> [Dataset entries]:
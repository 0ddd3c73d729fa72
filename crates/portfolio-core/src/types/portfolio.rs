//! Portfolio types.

use chrono::{DateTime, Utc};
use rust_decimal::Decimal;
use serde::{Deserialize, Serialize};
use std::str::FromStr;
use uuid::Uuid;

use super::check_amount;
use super::position::Position;
use crate::Error;

/// Portfolio lifecycle state.
#[derive(Debug, Clone, Copy, PartialEq, Eq, Hash, Serialize, Deserialize, Default)]
#[serde(rename_all = "SCREAMING_SNAKE_CASE")]
pub enum PortfolioStatus {
    #[default]
    Active,
    Archived,
}

impl PortfolioStatus {
    pub fn as_str(&self) -> &'static str {
        match self {
            PortfolioStatus::Active => "ACTIVE",
            PortfolioStatus::Archived => "ARCHIVED",
        }
    }
}

impl FromStr for PortfolioStatus {
    type Err = Error;

    fn from_str(s: &str) -> Result<Self, Self::Err> {
        match s {
            "ACTIVE" => Ok(PortfolioStatus::Active),
            "ARCHIVED" => Ok(PortfolioStatus::Archived),
            other => Err(Error::Decode(format!("unknown portfolio status '{}'", other))),
        }
    }
}

/// Latest risk metrics produced by the scoring service.
#[derive(Debug, Clone, PartialEq, Serialize, Deserialize)]
pub struct RiskMetrics {
    /// 0..=100, higher is riskier.
    pub risk_score: Decimal,
    pub volatility: Decimal,
    pub var_95: Decimal,
    pub var_99: Decimal,
    pub sharpe_ratio: Decimal,
    pub scored_at: DateTime<Utc>,
}

/// A user-owned collection of positions and cash.
#[derive(Debug, Clone, Serialize, Deserialize)]
pub struct Portfolio {
    pub id: Uuid,
    /// Owning user.
    pub user_id: Uuid,
    pub name: String,
    pub description: Option<String>,
    pub cash_balance: Decimal,
    /// Cash plus the market value of open positions.
    pub total_value: Decimal,
    pub status: PortfolioStatus,
    pub risk: Option<RiskMetrics>,
    pub created_at: DateTime<Utc>,
    pub updated_at: DateTime<Utc>,
}

impl Portfolio {
    /// Create an empty portfolio holding only cash.
    pub fn new(user_id: Uuid, name: String, description: Option<String>, cash_balance: Decimal) -> Self {
        let now = Utc::now();
        Self {
            id: Uuid::new_v4(),
            user_id,
            name,
            description,
            cash_balance,
            total_value: cash_balance,
            status: PortfolioStatus::Active,
            risk: None,
            created_at: now,
            updated_at: now,
        }
    }

    pub fn is_owned_by(&self, user_id: Uuid) -> bool {
        self.user_id == user_id
    }

    /// Recompute `total_value` from cash and the given positions.
    pub fn revalue(&mut self, positions: &[Position]) {
        self.total_value = self.cash_balance + open_market_value(positions);
    }
}

/// Sum of market values over open positions.
pub fn open_market_value(positions: &[Position]) -> Decimal {
    positions
        .iter()
        .filter(|p| p.is_open())
        .map(Position::market_value)
        .sum()
}

/// Input for creating a portfolio.
#[derive(Debug, Clone, Deserialize)]
pub struct NewPortfolio {
    pub name: String,
    pub description: Option<String>,
    pub cash_balance: Option<Decimal>,
}

impl NewPortfolio {
    pub fn validate(&self) -> crate::Result<()> {
        if self.name.trim().is_empty() {
            return Err(Error::Validation("Portfolio name is required".into()));
        }
        if let Some(cash) = self.cash_balance {
            if cash.is_sign_negative() {
                return Err(Error::Validation("Cash balance cannot be negative".into()));
            }
            check_amount("Cash balance", cash).map_err(Error::Validation)?;
        }
        Ok(())
    }

    pub fn into_portfolio(self, user_id: Uuid) -> Portfolio {
        Portfolio::new(
            user_id,
            self.name.trim().to_string(),
            self.description,
            self.cash_balance.unwrap_or(Decimal::ZERO),
        )
    }
}

/// Partial update of a portfolio.
#[derive(Debug, Clone, Default, Deserialize)]
pub struct PortfolioUpdate {
    pub name: Option<String>,
    pub description: Option<String>,
    pub cash_balance: Option<Decimal>,
    pub status: Option<PortfolioStatus>,
}

impl PortfolioUpdate {
    pub fn validate(&self) -> crate::Result<()> {
        if self.name.as_ref().is_some_and(|n| n.trim().is_empty()) {
            return Err(Error::Validation("Portfolio name cannot be empty".into()));
        }
        if let Some(cash) = self.cash_balance {
            if cash.is_sign_negative() {
                return Err(Error::Validation("Cash balance cannot be negative".into()));
            }
            check_amount("Cash balance", cash).map_err(Error::Validation)?;
        }
        Ok(())
    }
}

> [WHAT TO WORK ON]: Go through the entries and filter for lines holding the word "return"; copy each match.

> [EXERCISE SOLUTION]:
            return Err(Error::Validation("Portfolio name is required".into()));
                return Err(Error::Validation("Cash balance cannot be negative".into()));
            return Err(Error::Validation("Portfolio name cannot be empty".into()));
                return Err(Error::Validation("Cash balance cannot be negative".into()));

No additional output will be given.